1. Booting into the live ISO

Grab the latest Arch Linux ISO from their official website: https://archlinux.org/download/.

Flash an USB drive with the ISO image to make a bootable drive. On Windows, I usually use Rufus to do just this: https://github.com/pbatard/rufus.

Boot your machine from your USB drive by entering the BIOS boot menu and setting it as the primary boot option. Most likely you can get into the BIOS by repeatedly pressing F2 or Delete while the computer boots up.

If the USB Drive was flashed correctly and the machine was set to boot up from it, you will be greeted by a GRUB boot screen as seen below. Select “Arch Linux install medium (x86_64, UEFI)”.

Arch Linux BIOS GRUB boot screen

This will start a live Arch Linux running straight from the USB Drive. While no changes done to live environment itself will persist after shutdown, it will provide you a basic Arch environment with a variety of tools to actually install Arch Linux on your machine. You can see the initial prompt on the screenshot below.

Live Arch Linux prompt after boot

2. Partitioning the main drive

The first step is to set up the partitions on the main drive of your computer. Run lsblk to list the block storage devices attached to your computer. Your main storage drive will appear as sda, nvme, or some other name. Check if the storage size is about what you would expect and consider unplugging unrelated storage drives, if any, for this step. As I'm running this while in virtual machine, I'm getting a 10GB vda as the main drive, shown below.

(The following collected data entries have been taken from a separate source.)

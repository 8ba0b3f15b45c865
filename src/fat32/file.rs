//! Streaming file contents

use super::entry::DirEntry;
use super::fat_table::ClusterChain;
use crate::error::Result;
use crate::sector::SectorSource;

/// Lazy reader over the clusters of one file.
///
/// Each item is one cluster of data, the last one cut to the entry size. A
/// chain shorter than the recorded size ends early with a warning; a broken
/// chain ends with its error.
pub struct FileContents<'a, S> {
    chain: ClusterChain<'a, S>,
    remaining: u64,
}

impl<'a, S: SectorSource> FileContents<'a, S> {
    pub(crate) fn new(chain: ClusterChain<'a, S>, entry: &DirEntry) -> Self {
        Self {
            chain,
            remaining: entry.size as u64,
        }
    }

    /// Bytes not yet yielded.
    pub fn remaining(&self) -> u64 {
        self.remaining
    }

    fn read_block(&mut self, cluster: u32) -> Result<Vec<u8>> {
        let geometry = *self.chain.geometry();
        let len = (geometry.cluster_size() as u64).min(self.remaining) as usize;
        let offset = geometry.cluster_offset(cluster)?;

        let mut block = vec![0u8; len];
        self.chain.source_mut().read_bytes(offset, &mut block)?;
        self.remaining -= len as u64;
        log::trace!(
            "file block: cluster {} ({} bytes, {} left)",
            cluster,
            len,
            self.remaining
        );
        Ok(block)
    }
}

impl<S: SectorSource> Iterator for FileContents<'_, S> {
    type Item = Result<Vec<u8>>;

    fn next(&mut self) -> Option<Self::Item> {
        if self.remaining == 0 {
            return None;
        }

        let result = match self.chain.next() {
            Some(Ok(cluster)) => self.read_block(cluster),
            Some(Err(e)) => Err(e),
            None => {
                log::warn!(
                    "cluster chain from {} ended with {} bytes unread",
                    self.chain.start(),
                    self.remaining
                );
                self.remaining = 0;
                return None;
            }
        };

        if result.is_err() {
            self.remaining = 0;
        }
        Some(result)
    }
}
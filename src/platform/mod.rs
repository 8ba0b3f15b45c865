//! Platform-specific device naming

use std::path::PathBuf;

/// Map a user-facing device identifier to a path `File::open` accepts.
///
/// On Windows a bare drive letter (`J`, `J:`, `J:\`) becomes the raw volume
/// path `\\.\J:`. Everything else, and every identifier on other platforms,
/// is used as given.
pub fn device_path(identifier: &str) -> PathBuf {
    #[cfg(windows)]
    {
        if let Some(path) = windows_volume_path(identifier) {
            return PathBuf::from(path);
        }
    }
    PathBuf::from(identifier)
}

/// `\\.\X:` for a drive-letter identifier, `None` for anything else.
pub fn windows_volume_path(identifier: &str) -> Option<String> {
    let mut chars = identifier.chars();
    let drive = chars.next()?;
    if !drive.is_ascii_alphabetic() {
        return None;
    }
    match chars.as_str() {
        "" | ":" | ":\\" | ":/" => Some(format!("\\\\.\\{}:", drive.to_ascii_uppercase())),
        _ => None,
    }
}

#[cfg(test)]
mod tests {
    use super::*;

    #[test]
    fn drive_letters_map_to_volume_paths() {
        assert_eq!(windows_volume_path("J:").as_deref(), Some(r"\\.\J:"));
        assert_eq!(windows_volume_path("j").as_deref(), Some(r"\\.\J:"));
        assert_eq!(windows_volume_path("C:\\").as_deref(), Some(r"\\.\C:"));
    }

    #[test]
    fn other_identifiers_are_untouched() {
        assert_eq!(windows_volume_path("/dev/sdb1"), None);
        assert_eq!(windows_volume_path("disk.img"), None);
        assert_eq!(windows_volume_path("C:\\images\\esp.img"), None);
        assert_eq!(windows_volume_path(""), None);
    }

    #[cfg(not(windows))]
    #[test]
    fn unix_paths_pass_through() {
        assert_eq!(device_path("/dev/sdb1"), PathBuf::from("/dev/sdb1"));
        assert_eq!(device_path("J:"), PathBuf::from("J:"));
    }
}
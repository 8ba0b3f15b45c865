//! fat32-inspect: a read-only FAT32 inspector
//!
//! Resolves paths on a FAT32 volume by decoding the boot sector, the File
//! Allocation Table and directory clusters directly, without a filesystem
//! driver. Nothing is ever written to the device.
//!
//! ```no_run
//! use fat32_inspect::{Fat32Volume, split_path};
//!
//! let mut volume = Fat32Volume::open("/dev/sdb1")?;
//! if let Some(entry) = volume.find_file(&split_path("EFI/BOOT/BOOTX64.EFI"))? {
//!     println!("{} bytes at cluster {}", entry.size, entry.first_cluster);
//! }
//! # Ok::<(), fat32_inspect::Fat32Error>(())
//! ```

pub mod error;
pub mod fat32;
pub mod platform;
pub mod sector;

// Re-export main types
pub use error::{Fat32Error, Result};
pub use fat32::{
    ChainLink, DirEntry, Fat32Volume, FileAttributes, MountOptions, Resolution, VolumeGeometry,
    split_path,
};
pub use sector::{DeviceSource, SectorSource};
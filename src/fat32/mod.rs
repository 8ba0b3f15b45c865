pub mod bpb;
pub mod cluster;
pub mod directory;
pub mod entry;
pub mod fat_table;
pub mod file;
pub mod lfn;
pub mod utils;
pub mod volume;

pub use bpb::VolumeGeometry;
pub use directory::{DirectoryScan, parse_directory_entries};
pub use entry::{DirEntry, FileAttributes};
pub use fat_table::{ChainLink, ClusterChain};
pub use file::FileContents;
pub use lfn::{LfnAccumulator, LfnFragment};
pub use utils::{FatDate, FatDateTime};
pub use volume::{Fat32Volume, MountOptions, Resolution, split_path};

pub(crate) const BOOT_SECTOR_SIZE: usize = 512;
pub(crate) const DIR_ENTRY_SIZE: usize = 32;
pub(crate) const FAT_ENTRY_SIZE: usize = 4;

/// Cluster numbering starts at 2; 0 and 1 are reserved
pub const FIRST_DATA_CLUSTER: u32 = 2;

/// First byte of a never-used directory slot
pub(crate) const ENTRY_FREE: u8 = 0x00;
/// First byte of a deleted directory slot
pub(crate) const ENTRY_DELETED: u8 = 0xE5;
/// Stored in place of a genuine leading 0xE5 name byte
pub(crate) const ENTRY_E5_ESCAPE: u8 = 0x05;
//! CSS Syntax Module Level 3 — Rule and declaration model, serialization.
//! Spec: <https://www.w3.org/TR/css-syntax-3/>
//! Serialization: <https://www.w3.org/TR/cssom-1/#serializing-css-values>

use core::fmt::{self, Write};
use cssparser::ToCss;

/// A single CSS declaration (property: value [!important]).
#[derive(Clone, Debug, PartialEq, Eq)]
pub struct Declaration {
    /// Lowercased property name.
    pub name: String,
    /// Serialized value text (without trailing !important).
    pub value: String,
    /// Whether the declaration was marked as `!important`.
    pub important: bool,
}

impl Declaration {
    pub fn new(name: impl Into<String>, value: impl Into<String>) -> Self {
        Self {
            name: name.into().to_ascii_lowercase(),
            value: value.into(),
            important: false,
        }
    }

    /// Build a declaration from any value that knows how to serialize itself.
    pub fn from_value<T: ToCss>(name: impl Into<String>, value: &T) -> Self {
        Self::new(name, value.to_css_string())
    }
}

impl ToCss for Declaration {
    fn to_css<W>(&self, dest: &mut W) -> fmt::Result
    where
        W: Write,
    {
        dest.write_str(&self.name)?;
        dest.write_str(": ")?;
        dest.write_str(&self.value)?;
        if self.important {
            dest.write_str(" !important")?;
        }
        dest.write_char(';')
    }
}

impl fmt::Display for Declaration {
    fn fmt(&self, formatter: &mut fmt::Formatter<'_>) -> fmt::Result {
        self.to_css(formatter)
    }
}

/// A single style rule with a raw prelude and ordered declarations.
///
/// Declaration order is preserved on output; when a property repeats, the
/// later declaration wins in the consumer's cascade.
#[derive(Clone, Debug, PartialEq, Eq)]
pub struct StyleRule {
    /// Raw prelude text (typically the selector list).
    pub prelude: String,
    /// Declarations within the rule block.
    pub declarations: Vec<Declaration>,
}

impl StyleRule {
    pub fn new(prelude: impl Into<String>) -> Self {
        Self {
            prelude: prelude.into(),
            declarations: Vec::new(),
        }
    }

    pub fn with_declarations(
        prelude: impl Into<String>,
        declarations: impl IntoIterator<Item = Declaration>,
    ) -> Self {
        Self {
            prelude: prelude.into(),
            declarations: declarations.into_iter().collect(),
        }
    }

    /// All values declared for `name`, in source order.
    pub fn values_of<'rule>(&'rule self, name: &'rule str) -> impl Iterator<Item = &'rule str> {
        self.declarations
            .iter()
            .filter(move |decl| decl.name == name)
            .map(|decl| decl.value.as_str())
    }
}

impl ToCss for StyleRule {
    fn to_css<W>(&self, dest: &mut W) -> fmt::Result
    where
        W: Write,
    {
        dest.write_str(&self.prelude)?;
        dest.write_str(" {\n")?;
        for decl in &self.declarations {
            dest.write_str("  ")?;
            decl.to_css(dest)?;
            dest.write_char('\n')?;
        }
        dest.write_char('}')
    }
}

/// A stylesheet consisting of style rules.
#[derive(Clone, Debug, Default, PartialEq, Eq)]
pub struct Stylesheet {
    /// Top-level style rules in source order.
    pub rules: Vec<StyleRule>,
}

impl FromIterator<StyleRule> for Stylesheet {
    fn from_iter<I: IntoIterator<Item = StyleRule>>(iter: I) -> Self {
        Self {
            rules: iter.into_iter().collect(),
        }
    }
}

impl ToCss for Stylesheet {
    fn to_css<W>(&self, dest: &mut W) -> fmt::Result
    where
        W: Write,
    {
        for (index, rule) in self.rules.iter().enumerate() {
            if index > 0 {
                dest.write_str("\n\n")?;
            }
            rule.to_css(dest)?;
        }
        if !self.rules.is_empty() {
            dest.write_char('\n')?;
        }
        Ok(())
    }
}

#[cfg(test)]
mod tests {
    use super::*;

    #[test]
    /// # Panics
    /// Panics if declarations do not serialize as `name: value;`.
    fn declaration_serialization() {
        assert_eq!(Declaration::new("Float", "left").to_string(), "float: left;");
        let important = Declaration {
            important: true,
            ..Declaration::new("clear", "both")
        };
        assert_eq!(important.to_css_string(), "clear: both !important;");
    }

    #[test]
    /// # Panics
    /// Panics if repeated properties lose their order.
    fn repeated_properties_keep_order() {
        let rule = StyleRule::with_declarations(
            ".cell",
            [
                Declaration::new("width", "49%"),
                Declaration::new("width", "calc(50% - 1rem)"),
            ],
        );
        let widths: Vec<&str> = rule.values_of("width").collect();
        assert_eq!(widths, ["49%", "calc(50% - 1rem)"]);
        assert_eq!(
            rule.to_css_string(),
            ".cell {\n  width: 49%;\n  width: calc(50% - 1rem);\n}"
        );
    }

    #[test]
    /// # Panics
    /// Panics if rules are not separated by a blank line.
    fn stylesheet_separates_rules() {
        let sheet: Stylesheet = [
            StyleRule::with_declarations("a", [Declaration::new("float", "left")]),
            StyleRule::new("b"),
        ]
        .into_iter()
        .collect();
        assert_eq!(sheet.to_css_string(), "a {\n  float: left;\n}\n\nb {\n}\n");
        assert_eq!(Stylesheet::default().to_css_string(), "");
    }
}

Result of lsblk in a virtual machine

The first step is to partition the storage drive. Run cfdisk /dev/vda, but replace vda with the device name of your actual main drive. If prompted, select gpt as the label type, as shown below.

Running cfdisk to partition the main drive

If the drive is already partitioned, you will see the existing partitions. Otherwise, the drive has never been partitioned and you will see the screen below with all the free space and no partitions.

cfdisk shows no partitions on the drive

NOTE: If the system has a low amount RAM, (say, less than 8 GB for a desktop machine running a GUI), you may want to look into setting up a swap partition. It allows the system to “swap out” unused memory pages into the disk, instead of failing by being out of memory, at the cost of a slower performance. I don't usually set up swap, but you might want to look into that for lower-end systems or memory-capped virtual machines.

Now, as we are setting up an UEFI-based system, you will want to set up a UEFI partition with a “EFI system” type and at least 512MB. Finally, partition the remainder of disk with a “Linux root (x86-64)” type. cfdisk is pretty intuitive to use, so you can set up the partition scheme as shown below without very detailed instructions.

Desired UEFI partition scheme on cfdisk

To commit the selected partition scheme to disk, select [Write] then confirm it by typing out “yes”. You should see a “The partition table has been altered” message on success and now you can quit cfdisk. You can check your work by running lscblk, which will now show the partitions you've just created.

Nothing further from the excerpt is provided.